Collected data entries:
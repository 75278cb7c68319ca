//! Fixed-capacity record buffer.
//!
//! One arena of `slots × slot_size` bytes is allocated at start and never
//! resized.  Records are stored in arrival order, each in its own slot,
//! and are emitted as a JSON array `[r0,r1,…]` for upload.
//!
//! The buffer is owned by the uploader and never touched from interrupt
//! context.

use log::{debug, warn};

use crate::error::BufferError;

pub struct BatchBuffer {
    arena: Box<[u8]>,
    lens: Box<[u16]>,
    slot_size: usize,
    len: usize,
}

impl BatchBuffer {
    /// Allocate `slots` slots of `slot_size` bytes each.
    ///
    /// `slot_size` is capped at `u16::MAX`.  Config validation bounds both
    /// the slot size and the whole arena before this is reached.
    pub fn new(slots: usize, slot_size: usize) -> Self {
        let slot_size = slot_size.min(usize::from(u16::MAX));
        Self {
            arena: vec![0u8; slots * slot_size].into_boxed_slice(),
            lens: vec![0u16; slots].into_boxed_slice(),
            slot_size,
            len: 0,
        }
    }

    /// Copy `record` into the next free slot.
    pub fn append(&mut self, record: &[u8]) -> Result<(), BufferError> {
        if record.len() > self.slot_size {
            warn!(
                "BatchBuffer: {}B record exceeds {}B slot, dropped",
                record.len(),
                self.slot_size
            );
            return Err(BufferError::RecordTooLarge {
                len: record.len(),
                slot_size: self.slot_size,
            });
        }
        if self.len == self.capacity() {
            return Err(BufferError::Full);
        }
        let start = self.len * self.slot_size;
        self.arena[start..start + record.len()].copy_from_slice(record);
        self.lens[self.len] = record.len() as u16;
        self.len += 1;
        debug!("BatchBuffer: {}/{}", self.len, self.capacity());
        Ok(())
    }

    pub fn len(&self) -> usize {
        self.len
    }

    pub fn is_empty(&self) -> bool {
        self.len == 0
    }

    pub fn is_full(&self) -> bool {
        self.len == self.capacity()
    }

    pub fn capacity(&self) -> usize {
        self.lens.len()
    }

    pub fn slot_size(&self) -> usize {
        self.slot_size
    }

    /// Stored records, oldest first.
    pub fn records(&self) -> impl Iterator<Item = &[u8]> + '_ {
        (0..self.len).map(move |i| {
            let start = i * self.slot_size;
            &self.arena[start..start + usize::from(self.lens[i])]
        })
    }

    /// Exact size of the JSON array produced by [`write_json_array`].
    ///
    /// [`write_json_array`]: Self::write_json_array
    pub fn json_array_len(&self) -> usize {
        let payload: usize = self.lens[..self.len].iter().map(|&l| usize::from(l)).sum();
        let separators = self.len.saturating_sub(1);
        payload + separators + 2
    }

    /// Stream `[r0,r1,…]` into `sink` without building it in memory.
    pub fn write_json_array<E>(
        &self,
        mut sink: impl FnMut(&[u8]) -> Result<(), E>,
    ) -> Result<(), E> {
        sink(b"[")?;
        for (i, record) in self.records().enumerate() {
            if i > 0 {
                sink(b",")?;
            }
            sink(record)?;
        }
        sink(b"]")
    }

    /// The JSON array as an owned string, for logs and tests.
    pub fn render_as_json_array(&self) -> String {
        let mut out = Vec::with_capacity(self.json_array_len());
        let _ = self.write_json_array(|chunk| {
            out.extend_from_slice(chunk);
            Ok::<(), ()>(())
        });
        String::from_utf8_lossy(&out).into_owned()
    }

    /// Forget every record.  Slot memory is not zeroed.
    pub fn clear(&mut self) {
        self.len = 0;
    }
}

REQUIRED WORK:
With "memory" as the search string, filter the records and return each line that has it.

RESULT OF THE EXERCISE:
    /// Stream `[r0,r1,…]` into `sink` without building it in memory.
    /// Forget every record.  Slot memory is not zeroed.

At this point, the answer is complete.